To give frame to the question, let's assume the following:

  1. The initial number of dice to be rolled is 20
  2. If a roll is 'successful' then that die is used in the next round of rolling, and if it is 'unsuccessful' then it is removed
  3. There are 3 rounds of rolling
  4. Round 1 success is determined by a roll of 4, 5, or 6
  5. Round 2 success is determined by a roll of 3, 4, 5, or 6
  6. Round 3 success is determined by a roll of 5 or 6

Now the issue I have is that quite often people will look at the overall expected value of the dice rolling game and make assumptions based on this. In our scenario, with 20 dice and consecutive probabilities of success of 1/2, 2/3, and 1/3, the overall expected value of our final successful dice at the end of round 3 would be 2.22 (if not rounding to whole numbers).

However I'd imagine that the individual variance (if I'm using the correct word here) of any given set of dice rolls would play a far more important role than that final expected value given the relatively small sample space of only 20 initial dice.

So my question is two-fold:

  1. How many dice would you have to roll to be relatively certain of getting close to your expected value of final successes?
  2. Given the above example of rolling 20 dice, what certainty would you have in getting that expected value?

For argument's sake, let's say that I'd like to be 90% certain of getting within 1 either side of my expected value for question 1 - and feel free to use the above numbers to illustrate if it's easier.

Happy to answer any clarifications as required!

Thanks for your help!

EDIT FOR CLARIFICATION:

Let’s take my problem to an extreme.

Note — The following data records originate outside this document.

//! Control Panel Widget
//! Left side panel with the data source controls and filter selections.

use chrono::NaiveDate;
use egui::{Color32, ComboBox, RichText};
use egui_extras::DatePickerButton;

use crate::data::FilterCriteria;

/// Sentinel option meaning "no restriction" for a filter dimension.
pub const ALL: &str = "All";

/// Actions emitted by the control panel.
#[derive(Debug, Clone, Copy, PartialEq, Eq)]
pub enum ControlPanelAction {
    None,
    /// A filter selection changed; re-run the pipeline.
    FiltersChanged,
    /// User wants to pick a different data directory.
    BrowseDataDir,
    /// User forced a reload of the source files.
    Reload,
}

/// Left side control panel with the filter selections.
pub struct ControlPanel {
    pub date_from: NaiveDate,
    pub date_to: NaiveDate,
    pub selected_category: String,
    pub selected_status: String,
    pub selected_brand: String,

    pub categories: Vec<String>,
    pub statuses: Vec<String>,
    pub brands: Vec<String>,

    pub data_dir_label: String,
    pub status: String,
    dates_initialized: bool,
}

impl Default for ControlPanel {
    fn default() -> Self {
        let today = chrono::Utc::now().date_naive();
        Self {
            date_from: today,
            date_to: today,
            selected_category: ALL.to_string(),
            selected_status: ALL.to_string(),
            selected_brand: ALL.to_string(),
            categories: Vec::new(),
            statuses: Vec::new(),
            brands: Vec::new(),
            data_dir_label: String::new(),
            status: "Ready".to_string(),
            dates_initialized: false,
        }
    }
}

impl ControlPanel {
    pub fn new() -> Self {
        Self::default()
    }

    /// Update the filter vocabularies after a (re)load.
    pub fn update_vocabularies(
        &mut self,
        categories: Vec<String>,
        statuses: Vec<String>,
        brands: Vec<String>,
    ) {
        if !categories.contains(&self.selected_category) {
            self.selected_category = ALL.to_string();
        }
        if !statuses.contains(&self.selected_status) {
            self.selected_status = ALL.to_string();
        }
        if !brands.contains(&self.selected_brand) {
            self.selected_brand = ALL.to_string();
        }
        self.categories = categories;
        self.statuses = statuses;
        self.brands = brands;
    }

    /// Snap the date widgets to the extent of the loaded data. The user's
    /// range is kept when it still falls inside the new bounds.
    pub fn update_date_bounds(&mut self, min: NaiveDate, max: NaiveDate) {
        if !self.dates_initialized {
            self.date_from = min;
            self.date_to = max;
            self.dates_initialized = true;
            return;
        }
        self.date_from = self.date_from.clamp(min, max);
        self.date_to = self.date_to.clamp(self.date_from, max);
    }

    /// Current selections as pipeline criteria.
    pub fn criteria(&self) -> FilterCriteria {
        let pick = |selected: &str| {
            if selected == ALL {
                None
            } else {
                Some(selected.to_string())
            }
        };
        FilterCriteria {
            date_range: Some((self.date_from, self.date_to)),
            category: pick(&self.selected_category),
            status: pick(&self.selected_status),
            brand: pick(&self.selected_brand),
        }
    }

    pub fn set_status(&mut self, status: &str) {
        self.status = status.to_string();
    }

    /// Draw the control panel.
    pub fn show(&mut self, ui: &mut egui::Ui) -> ControlPanelAction {
        let mut action = ControlPanelAction::None;

        ui.vertical_centered(|ui| {
            ui.add_space(5.0);
            ui.label(
                RichText::new("🚗 FleetLens")
                    .size(22.0)
                    .color(Color32::from_rgb(100, 149, 237)),
            );
            ui.label(
                RichText::new("Car Rental Analytics")
                    .size(11.0)
                    .color(Color32::GRAY),
            );
        });
        ui.add_space(10.0);
        ui.separator();
        ui.add_space(5.0);

        // ===== Data Source Section =====
        ui.label(RichText::new("📁 Data Source").size(14.0).strong());
        ui.add_space(5.0);

        egui::Frame::none()
            .fill(ui.visuals().widgets.noninteractive.bg_fill)
            .rounding(5.0)
            .inner_margin(8.0)
            .show(ui, |ui| {
                ui.label(RichText::new(&self.data_dir_label).size(12.0));
                ui.horizontal(|ui| {
                    if ui.button("📂 Browse").clicked() {
                        action = ControlPanelAction::BrowseDataDir;
                    }
                    if ui.button("⟳ Reload").clicked() {
                        action = ControlPanelAction::Reload;
                    }
                });
            });

        ui.add_space(15.0);
        ui.separator();
        ui.add_space(10.0);

        // ===== Filters Section =====
        ui.label(RichText::new("🔎 Filters").size(14.0).strong());
        ui.add_space(8.0);

        ui.horizontal(|ui| {
            ui.label("From:");
            let changed = ui
                .push_id("filter_date_from", |ui| {
                    ui.add(DatePickerButton::new(&mut self.date_from))
                })
                .inner
                .changed();
            if changed {
                if self.date_to < self.date_from {
                    self.date_to = self.date_from;
                }
                action = ControlPanelAction::FiltersChanged;
            }
        });
        ui.horizontal(|ui| {
            ui.label("To:");
            let changed = ui
                .push_id("filter_date_to", |ui| {
                    ui.add(DatePickerButton::new(&mut self.date_to))
                })
                .inner
                .changed();
            if changed {
                if self.date_from > self.date_to {
                    self.date_from = self.date_to;
                }
                action = ControlPanelAction::FiltersChanged;
            }
        });

        ui.add_space(8.0);

        if filter_combo(ui, "category_filter", "Category:", &self.categories, &mut self.selected_category) {
            action = ControlPanelAction::FiltersChanged;
        }
        if filter_combo(ui, "status_filter", "Status:", &self.statuses, &mut self.selected_status) {
            action = ControlPanelAction::FiltersChanged;
        }
        if filter_combo(ui, "brand_filter", "Brand:", &self.brands, &mut self.selected_brand) {
            action = ControlPanelAction::FiltersChanged;
        }

        ui.add_space(15.0);
        ui.separator();
        ui.add_space(5.0);

        ui.label(RichText::new(&self.status).size(12.0).color(Color32::GRAY));

        action
    }
}

/// A labeled "All"-plus-values combo. Returns true when the selection
/// changed.
fn filter_combo(
    ui: &mut egui::Ui,
    id: &str,
    label: &str,
    options: &[String],
    selected: &mut String,
) -> bool {
    let mut changed = false;
    ui.horizontal(|ui| {
        ui.add_sized([70.0, 20.0], egui::Label::new(label));
        ComboBox::from_id_salt(id)
            .width(150.0)
            .selected_text(selected.clone())
            .show_ui(ui, |ui| {
                if ui.selectable_label(selected.as_str() == ALL, ALL).clicked() {
                    *selected = ALL.to_string();
                    changed = true;
                }
                for option in options {
                    if ui
                        .selectable_label(selected.as_str() == option.as_str(), option)
                        .clicked()
                    {
                        *selected = option.clone();
                        changed = true;
                    }
                }
            });
    });
    changed
}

With the probabilities for success as above (50%, 66.6%, then 33.3%), if I were to roll 1 die my ‘expected’ outcome mathematically to get three successful rolls would be 0.11. However, by the end of the three rolls I will either have a value of 0 successes, or 1. Both are distant from my expected value.

Even if we increase the number of dice to 10, with a now increased expected value of final successes of 1.11, it’s plausible that I could end up with 6 successes overall, which again would be distant from my expected value.

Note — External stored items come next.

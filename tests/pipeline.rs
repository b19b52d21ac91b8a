//! End-to-end pipeline properties over generated CSV data.

use chrono::NaiveDate;
use rand::rngs::StdRng;
use rand::SeedableRng;

use fleetlens::data::filter::{self, FilterCriteria};
use fleetlens::data::generator;
use fleetlens::data::loader::{DataLoader, DataOrigin};
use fleetlens::data::processor::{DataProcessor, PreparedData};
use fleetlens::run_pipeline;
use fleetlens::stats::month_calendar;

fn prepared_from_generated(seed: u64) -> PreparedData {
    let dir = tempfile::tempdir().unwrap();
    let vehicles_path = dir.path().join("vehicles.csv");
    let rentals_path = dir.path().join("rentals.csv");

    let mut rng = StdRng::seed_from_u64(seed);
    let vehicles = generator::generate_vehicles(&mut rng);
    let rentals = generator::generate_rentals(&mut rng, &vehicles);
    generator::write_vehicles_csv(&vehicles_path, &vehicles).unwrap();
    generator::write_rentals_csv(&rentals_path, &rentals).unwrap();

    let raw = DataLoader::from_paths(vehicles_path, rentals_path)
        .load()
        .unwrap();
    assert_eq!(raw.origin, DataOrigin::Files);
    DataProcessor::prepare(raw).unwrap()
}

fn full_year() -> FilterCriteria {
    FilterCriteria {
        date_range: Some((
            NaiveDate::from_ymd_opt(2023, 1, 1).unwrap(),
            NaiveDate::from_ymd_opt(2023, 12, 31).unwrap(),
        )),
        ..Default::default()
    }
}

#[test]
fn join_preserves_rental_row_count() {
    let prepared = prepared_from_generated(17);
    assert_eq!(prepared.rentals.height(), generator::GENERATED_RENTALS);
    assert_eq!(prepared.merged.height(), prepared.rentals.height());
}

#[test]
fn aggregation_totals_reconcile() {
    let prepared = prepared_from_generated(23);
    let summary = run_pipeline(&prepared, &FilterCriteria::default()).unwrap();

    assert_eq!(summary.kpis.total_rentals, generator::GENERATED_RENTALS);
    // every rental joins a generated vehicle, so the per-category counts
    // must add up to the filtered total
    let per_category: u32 = summary.categories.iter().map(|c| c.rentals).sum();
    assert_eq!(per_category as usize, summary.kpis.total_rentals);

    // revenue is additive across any partition
    let per_category_revenue: f64 = summary.categories.iter().map(|c| c.revenue).sum();
    assert!((per_category_revenue - summary.kpis.total_revenue).abs() < 1e-6);
}

#[test]
fn refiltering_with_same_criteria_is_idempotent() {
    let prepared = prepared_from_generated(31);
    let criteria = FilterCriteria {
        category: Some("SUV".to_string()),
        ..full_year()
    };
    let once = filter::apply(&prepared, &criteria).unwrap();
    let again = filter::apply(&prepared, &criteria).unwrap();
    assert!(once.vehicles.equals_missing(&again.vehicles));
    assert!(once.rentals.equals_missing(&again.rentals));
    assert!(once.merged.equals_missing(&again.merged));
}

#[test]
fn impossible_filter_degrades_to_zeroes() {
    let prepared = prepared_from_generated(5);
    let criteria = FilterCriteria {
        brand: Some("Nonexistent".to_string()),
        ..Default::default()
    };
    let summary = run_pipeline(&prepared, &criteria).unwrap();
    assert_eq!(summary.kpis.total_rentals, 0);
    assert_eq!(summary.kpis.total_revenue, 0.0);
    assert_eq!(summary.kpis.avg_rental_price, 0.0);
    assert_eq!(summary.delays.percent_delayed, 0.0);
    assert!(summary.monthly.is_empty());
    assert!(summary.recent_rentals.is_empty());
}

#[test]
fn monthly_series_follows_the_calendar() {
    let prepared = prepared_from_generated(47);
    let summary = run_pipeline(&prepared, &full_year()).unwrap();
    assert!(!summary.monthly.is_empty());

    let calendar = month_calendar(
        NaiveDate::from_ymd_opt(2023, 1, 1).unwrap(),
        NaiveDate::from_ymd_opt(2023, 12, 31).unwrap(),
    );
    let mut last_index = 0;
    for point in &summary.monthly {
        let index = calendar
            .iter()
            .position(|label| label == &point.label)
            .expect("month label comes from the 2023 calendar");
        assert!(index >= last_index, "labels must be chronological");
        last_index = index;
    }
}

#[test]
fn recent_rentals_are_capped_and_sorted() {
    let prepared = prepared_from_generated(53);
    let summary = run_pipeline(&prepared, &FilterCriteria::default()).unwrap();
    assert_eq!(summary.recent_rentals.len(), 20);
    for pair in summary.recent_rentals.windows(2) {
        assert!(pair[0].start_date >= pair[1].start_date);
    }
}

#[test]
fn status_filter_keeps_rental_history_intact() {
    let prepared = prepared_from_generated(61);
    let criteria = FilterCriteria {
        status: Some("Available".to_string()),
        ..Default::default()
    };
    let filtered = filter::apply(&prepared, &criteria).unwrap();
    // current vehicle status narrows the fleet view only
    assert_eq!(filtered.rentals.height(), generator::GENERATED_RENTALS);
    assert!(filtered.vehicles.height() <= generator::GENERATED_VEHICLES);
}
//! GUI module - User interface components

mod app;
mod control_panel;
mod dashboard;

pub use app::FleetLensApp;
pub use control_panel::{ControlPanel, ControlPanelAction};
pub use dashboard::DashboardView;
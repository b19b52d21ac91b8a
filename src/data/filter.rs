//! Filter Stage
//! Narrows the prepared datasets by date range, category, status, and
//! brand. `None` on any criterion is the "All" sentinel.

use chrono::NaiveDate;
use polars::prelude::*;

use super::processor::{days_since_epoch, PreparedData};

/// User-selected filter criteria.
#[derive(Debug, Clone, Default, PartialEq)]
pub struct FilterCriteria {
    /// Inclusive range on the rental start date.
    pub date_range: Option<(NaiveDate, NaiveDate)>,
    pub category: Option<String>,
    /// Current vehicle status; narrows the vehicle set only (status is not
    /// a historical rental attribute).
    pub status: Option<String>,
    pub brand: Option<String>,
}

impl FilterCriteria {
    pub fn is_unrestricted(&self) -> bool {
        self.date_range.is_none()
            && self.category.is_none()
            && self.status.is_none()
            && self.brand.is_none()
    }
}

/// Narrowed copies of the prepared datasets.
#[derive(Debug, Clone)]
pub struct FilteredData {
    pub vehicles: DataFrame,
    pub rentals: DataFrame,
    pub merged: DataFrame,
}

/// Apply the criteria, producing narrowed copies. The source datasets are
/// never mutated; applying the same criteria twice yields the same output.
pub fn apply(data: &PreparedData, criteria: &FilterCriteria) -> PolarsResult<FilteredData> {
    let mut vehicles = data.vehicles.clone();
    let mut rentals = data.rentals.clone();
    let mut merged = data.merged.clone();

    if let Some((from, to)) = criteria.date_range {
        let in_range = col("start_date")
            .gt_eq(date_lit(from))
            .and(col("start_date").lt_eq(date_lit(to)));
        rentals = rentals.lazy().filter(in_range.clone()).collect()?;
        merged = merged.lazy().filter(in_range).collect()?;
    }

    // Category and brand are immutable vehicle attributes: narrow the fleet,
    // then propagate to the rental sets through vehicle-id membership.
    if let Some(category) = &criteria.category {
        vehicles = equals_filter(vehicles, "category", category)?;
        rentals = retain_vehicle_ids(rentals, &vehicles)?;
        merged = equals_filter(merged, "category", category)?;
    }

    if let Some(brand) = &criteria.brand {
        vehicles = equals_filter(vehicles, "brand", brand)?;
        rentals = retain_vehicle_ids(rentals, &vehicles)?;
        merged = equals_filter(merged, "brand", brand)?;
    }

    if let Some(status) = &criteria.status {
        vehicles = equals_filter(vehicles, "status", status)?;
    }

    Ok(FilteredData {
        vehicles,
        rentals,
        merged,
    })
}

fn date_lit(date: NaiveDate) -> Expr {
    lit(days_since_epoch(date)).cast(DataType::Date)
}

fn equals_filter(df: DataFrame, column: &str, value: &str) -> PolarsResult<DataFrame> {
    df.lazy().filter(col(column).eq(lit(value))).collect()
}

/// Keep only rental rows whose vehicle id appears in the (already
/// narrowed) vehicle set.
fn retain_vehicle_ids(rentals: DataFrame, vehicles: &DataFrame) -> PolarsResult<DataFrame> {
    let ids = vehicles.column("vehicle_id")?.clone();
    rentals
        .lazy()
        .filter(col("vehicle_id").is_in(lit(ids.as_materialized_series().clone())))
        .collect()
}

#[cfg(test)]
mod tests {
    use super::*;
    use crate::data::loader::{DataOrigin, RawData};
    use crate::data::processor::DataProcessor;

    fn prepared_fixture() -> PreparedData {
        let vehicles = DataFrame::new(vec![
            Column::new("vehicle_id".into(), vec!["VEH001", "VEH002", "VEH003"]),
            Column::new("brand".into(), vec!["Renault", "Dacia", "Renault"]),
            Column::new("category".into(), vec!["SUV", "Sedan", "SUV"]),
            Column::new(
                "status".into(),
                vec!["Available", "Rented", "Under Maintenance"],
            ),
        ])
        .unwrap();
        let rentals = DataFrame::new(vec![
            Column::new(
                "rental_id".into(),
                vec!["RENT0001", "RENT0002", "RENT0003", "RENT0004"],
            ),
            Column::new(
                "vehicle_id".into(),
                vec!["VEH001", "VEH002", "VEH003", "VEH001"],
            ),
            Column::new("client_name".into(), vec!["Aya", "Imad", "Salma", "Chadi"]),
            Column::new(
                "start_date".into(),
                vec!["2023-01-05", "2023-03-17", "2023-06-02", "2023-09-24"],
            ),
            Column::new(
                "end_date".into(),
                vec!["2023-01-08", "2023-03-20", "2023-06-09", "2023-09-30"],
            ),
            Column::new("rental_days".into(), vec![3i64, 3, 7, 6]),
            Column::new("total_price".into(), vec![300.0, 450.0, 700.0, 660.0]),
            Column::new(
                "status".into(),
                vec!["Completed", "Completed", "Ongoing", "Completed"],
            ),
        ])
        .unwrap();
        DataProcessor::prepare(RawData {
            vehicles,
            rentals,
            origin: DataOrigin::Files,
        })
        .unwrap()
    }

    fn range(from: (i32, u32, u32), to: (i32, u32, u32)) -> Option<(NaiveDate, NaiveDate)> {
        Some((
            NaiveDate::from_ymd_opt(from.0, from.1, from.2).unwrap(),
            NaiveDate::from_ymd_opt(to.0, to.1, to.2).unwrap(),
        ))
    }

    #[test]
    fn unrestricted_criteria_keep_everything() {
        let data = prepared_fixture();
        let filtered = apply(&data, &FilterCriteria::default()).unwrap();
        assert_eq!(filtered.vehicles.height(), 3);
        assert_eq!(filtered.rentals.height(), 4);
        assert_eq!(filtered.merged.height(), 4);
    }

    #[test]
    fn date_range_is_inclusive() {
        let data = prepared_fixture();
        let criteria = FilterCriteria {
            date_range: range((2023, 1, 5), (2023, 6, 2)),
            ..Default::default()
        };
        let filtered = apply(&data, &criteria).unwrap();
        assert_eq!(filtered.rentals.height(), 3);
        assert_eq!(filtered.merged.height(), 3);
        // vehicle table is not date-filtered
        assert_eq!(filtered.vehicles.height(), 3);
    }

    #[test]
    fn category_propagates_to_rentals_by_vehicle_membership() {
        let data = prepared_fixture();
        let criteria = FilterCriteria {
            category: Some("SUV".to_string()),
            ..Default::default()
        };
        let filtered = apply(&data, &criteria).unwrap();
        assert_eq!(filtered.vehicles.height(), 2);
        // rentals of VEH001 and VEH003
        assert_eq!(filtered.rentals.height(), 3);
        assert_eq!(filtered.merged.height(), 3);
    }

    #[test]
    fn status_narrows_vehicles_only() {
        let data = prepared_fixture();
        let criteria = FilterCriteria {
            status: Some("Available".to_string()),
            ..Default::default()
        };
        let filtered = apply(&data, &criteria).unwrap();
        assert_eq!(filtered.vehicles.height(), 1);
        assert_eq!(filtered.rentals.height(), 4);
        assert_eq!(filtered.merged.height(), 4);
    }

    #[test]
    fn category_and_brand_intersect() {
        let data = prepared_fixture();
        let criteria = FilterCriteria {
            category: Some("SUV".to_string()),
            brand: Some("Renault".to_string()),
            ..Default::default()
        };
        let filtered = apply(&data, &criteria).unwrap();
        assert_eq!(filtered.vehicles.height(), 2);
        assert_eq!(filtered.rentals.height(), 3);
    }

    #[test]
    fn filtering_is_idempotent() {
        let data = prepared_fixture();
        let criteria = FilterCriteria {
            date_range: range((2023, 1, 1), (2023, 12, 31)),
            category: Some("SUV".to_string()),
            ..Default::default()
        };
        let once = apply(&data, &criteria).unwrap();
        let again = apply(&data, &criteria).unwrap();
        assert!(once.rentals.equals_missing(&again.rentals));
        assert!(once.vehicles.equals_missing(&again.vehicles));
        assert!(once.merged.equals_missing(&again.merged));
    }
}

However, if I increased the number of dice to 10,000,000, there’s a high probability that my final successes would be close to my expected value of 1,111,111 given the likelihood that many outlying rolls would not confer statistical significance.

So, at what ‘number of dice’ rolled does the probability of my final results falling within, say, one standard deviation on either side of my expected value, become 90%? How many dice must I roll before the chances of ‘randomness’ affecting my overall result is statistically reduced to less than 10% ie. I am 90% likely to achieve final successes within one standard deviation on either side of my expected value?

Hope that clarifies it somewhat!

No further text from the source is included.